§ Instructions to follow
Lines holding the string "Some" are the ones to copy; find them all in the data.

Stored data entries
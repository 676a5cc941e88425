//! Record store with a local JSON cache fallback.
//!
//! Form records live in a remote table. When the remote is unreachable,
//! reads come from and writes go to `<cache_dir>/<table>.json`, so forms
//! stay usable offline.

use crate::error::{Error, Result};
use async_trait::async_trait;
use serde::de::DeserializeOwned;
use serde::Serialize;
use std::path::{Path, PathBuf};

/// A persisted form record.
pub trait Record: Serialize + DeserializeOwned + Clone + Send + Sync {
    /// Unique record id
    fn id(&self) -> &str;

    /// Owning user, if any
    fn owner_id(&self) -> Option<&str>;
}

/// Remote table access.
#[async_trait]
pub trait RemoteTable<T: Record>: Send + Sync {
    /// Fetch records visible to `owner_id` (all records when privileged).
    async fn fetch(&self, owner_id: Option<&str>, privileged: bool) -> Result<Vec<T>>;

    /// Insert or update one record.
    async fn upsert(&self, record: &T) -> Result<()>;
}

/// Read/write access to one table of records.
#[async_trait]
pub trait RecordStore<T: Record>: Send + Sync {
    /// Records owned by `owner_id`, or every record when `privileged`.
    async fn get_all(&self, owner_id: Option<&str>, privileged: bool) -> Result<Vec<T>>;

    /// Persist a record.
    async fn save(&self, record: &T) -> Result<()>;
}

/// [`RecordStore`] that prefers the remote table and falls back to a JSON
/// cache file named after the table.
pub struct CachedRecordStore<R> {
    remote: R,
    table: String,
    cache_dir: PathBuf,
}

impl<R> CachedRecordStore<R> {
    /// Create a store for `table`, caching under `cache_dir`.
    pub fn new(remote: R, table: impl Into<String>, cache_dir: impl Into<PathBuf>) -> Self {
        Self {
            remote,
            table: table.into(),
            cache_dir: cache_dir.into(),
        }
    }

    /// Path of the cache file.
    pub fn cache_path(&self) -> PathBuf {
        self.cache_dir.join(format!("{}.json", self.table))
    }

    fn read_cache<T: Record>(&self) -> Result<Vec<T>> {
        let path = self.cache_path();
        if !path.exists() {
            return Ok(Vec::new());
        }
        let data = std::fs::read_to_string(&path)?;
        Ok(serde_json::from_str(&data)?)
    }

    fn write_cache<T: Record>(&self, records: &[T]) -> Result<()> {
        std::fs::create_dir_all(&self.cache_dir)?;
        write_json(&self.cache_path(), records)
    }

    fn upsert_cache<T: Record>(&self, record: &T) -> Result<()> {
        let mut records: Vec<T> = self.read_cache()?;
        match records.iter_mut().find(|r| r.id() == record.id()) {
            Some(existing) => *existing = record.clone(),
            None => records.push(record.clone()),
        }
        self.write_cache(&records)
    }
}

fn write_json<T: Serialize + ?Sized>(path: &Path, value: &T) -> Result<()> {
    let data = serde_json::to_string_pretty(value)?;
    std::fs::write(path, data)?;
    Ok(())
}

fn visible<T: Record>(records: Vec<T>, owner_id: Option<&str>, privileged: bool) -> Vec<T> {
    if privileged {
        return records;
    }
    records
        .into_iter()
        .filter(|r| owner_id.is_none() || r.owner_id() == owner_id)
        .collect()
}

#[async_trait]
impl<T, R> RecordStore<T> for CachedRecordStore<R>
where
    T: Record + 'static,
    R: RemoteTable<T>,
{
    async fn get_all(&self, owner_id: Option<&str>, privileged: bool) -> Result<Vec<T>> {
        match self.remote.fetch(owner_id, privileged).await {
            Ok(records) => {
                // Only a full listing may replace the cache
                if privileged || owner_id.is_none() {
                    if let Err(e) = self.write_cache(&records) {
                        log::warn!("could not refresh {} cache: {}", self.table, e);
                    }
                }
                Ok(records)
            }
            Err(remote) => {
                log::warn!("{}: remote fetch failed ({}), using cache", self.table, remote);
                let cached = self
                    .read_cache()
                    .map_err(|e| Error::Store(format!("{}: {}; cache: {}", self.table, remote, e)))?;
                Ok(visible(cached, owner_id, privileged))
            }
        }
    }

    async fn save(&self, record: &T) -> Result<()> {
        let remote = self.remote.upsert(record).await;
        if let Err(e) = &remote {
            log::warn!("{}: remote save failed ({}), keeping record in cache", self.table, e);
        }
        self.upsert_cache(record).map_err(|cache| match remote {
            Ok(()) => cache,
            Err(remote) => Error::Store(format!("{}: {}; cache: {}", self.table, remote, cache)),
        })
    }
}

#[cfg(test)]
mod tests {
    use super::*;
    use serde::Deserialize;
    use std::sync::atomic::{AtomicBool, Ordering};
    use std::sync::Mutex;
    use tempfile::tempdir;

    #[derive(Debug, Clone, PartialEq, Serialize, Deserialize)]
    struct Report {
        id: String,
        owner: Option<String>,
        pozo: String,
    }

    impl Record for Report {
        fn id(&self) -> &str {
            &self.id
        }

        fn owner_id(&self) -> Option<&str> {
            self.owner.as_deref()
        }
    }

    fn report(id: &str, owner: &str) -> Report {
        Report {
            id: id.into(),
            owner: Some(owner.into()),
            pozo: "YPF-1".into(),
        }
    }

    #[derive(Default)]
    struct FakeRemote {
        offline: AtomicBool,
        rows: Mutex<Vec<Report>>,
    }

    #[async_trait]
    impl RemoteTable<Report> for FakeRemote {
        async fn fetch(&self, owner_id: Option<&str>, privileged: bool) -> Result<Vec<Report>> {
            if self.offline.load(Ordering::SeqCst) {
                return Err(Error::Other("offline".into()));
            }
            let rows = self.rows.lock().unwrap().clone();
            Ok(visible(rows, owner_id, privileged))
        }

        async fn upsert(&self, record: &Report) -> Result<()> {
            if self.offline.load(Ordering::SeqCst) {
                return Err(Error::Other("offline".into()));
            }
            self.rows.lock().unwrap().push(record.clone());
            Ok(())
        }
    }

    #[tokio::test]
    async fn test_online_save_and_read() {
        let dir = tempdir().unwrap();
        let store = CachedRecordStore::new(FakeRemote::default(), "parte_diario", dir.path());
        store.save(&report("1", "ana")).await.unwrap();
        let all: Vec<Report> = store.get_all(None, true).await.unwrap();
        assert_eq!(all.len(), 1);
        assert!(store.cache_path().exists());
    }

    #[tokio::test]
    async fn test_offline_falls_back_to_cache() {
        let dir = tempdir().unwrap();
        let store = CachedRecordStore::new(FakeRemote::default(), "parte_diario", dir.path());
        store.save(&report("1", "ana")).await.unwrap();
        store.save(&report("2", "luis")).await.unwrap();

        store.remote.offline.store(true, Ordering::SeqCst);
        store.save(&report("3", "ana")).await.unwrap();

        let mine: Vec<Report> = store.get_all(Some("ana"), false).await.unwrap();
        let ids: Vec<&str> = mine.iter().map(|r| r.id.as_str()).collect();
        assert_eq!(ids, vec!["1", "3"]);

        let all: Vec<Report> = store.get_all(Some("ana"), true).await.unwrap();
        assert_eq!(all.len(), 3);
    }

    #[tokio::test]
    async fn test_cache_file_holds_record_list() {
        let dir = tempdir().unwrap();
        let store = CachedRecordStore::new(FakeRemote::default(), "parte_diario", dir.path());
        store.save(&report("1", "ana")).await.unwrap();
        store.save(&report("1", "luis")).await.unwrap();

        let data = std::fs::read_to_string(store.cache_path()).unwrap();
        let cached: Vec<Report> = serde_json::from_str(&data).unwrap();
        assert_eq!(cached, vec![report("1", "luis")]);
    }

    #[tokio::test]
    async fn test_offline_without_cache_is_empty() {
        let dir = tempdir().unwrap();
        let remote = FakeRemote::default();
        remote.offline.store(true, Ordering::SeqCst);
        let store = CachedRecordStore::new(remote, "permisos", dir.path());
        let records: Vec<Report> = store.get_all(None, false).await.unwrap();
        assert!(records.is_empty());
    }
}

§ Reply to the exercise
            Some(existing) => *existing = record.clone(),
            owner: Some(owner.into()),
        let mine: Vec<Report> = store.get_all(Some("ana"), false).await.unwrap();
        let all: Vec<Report> = store.get_all(Some("ana"), true).await.unwrap();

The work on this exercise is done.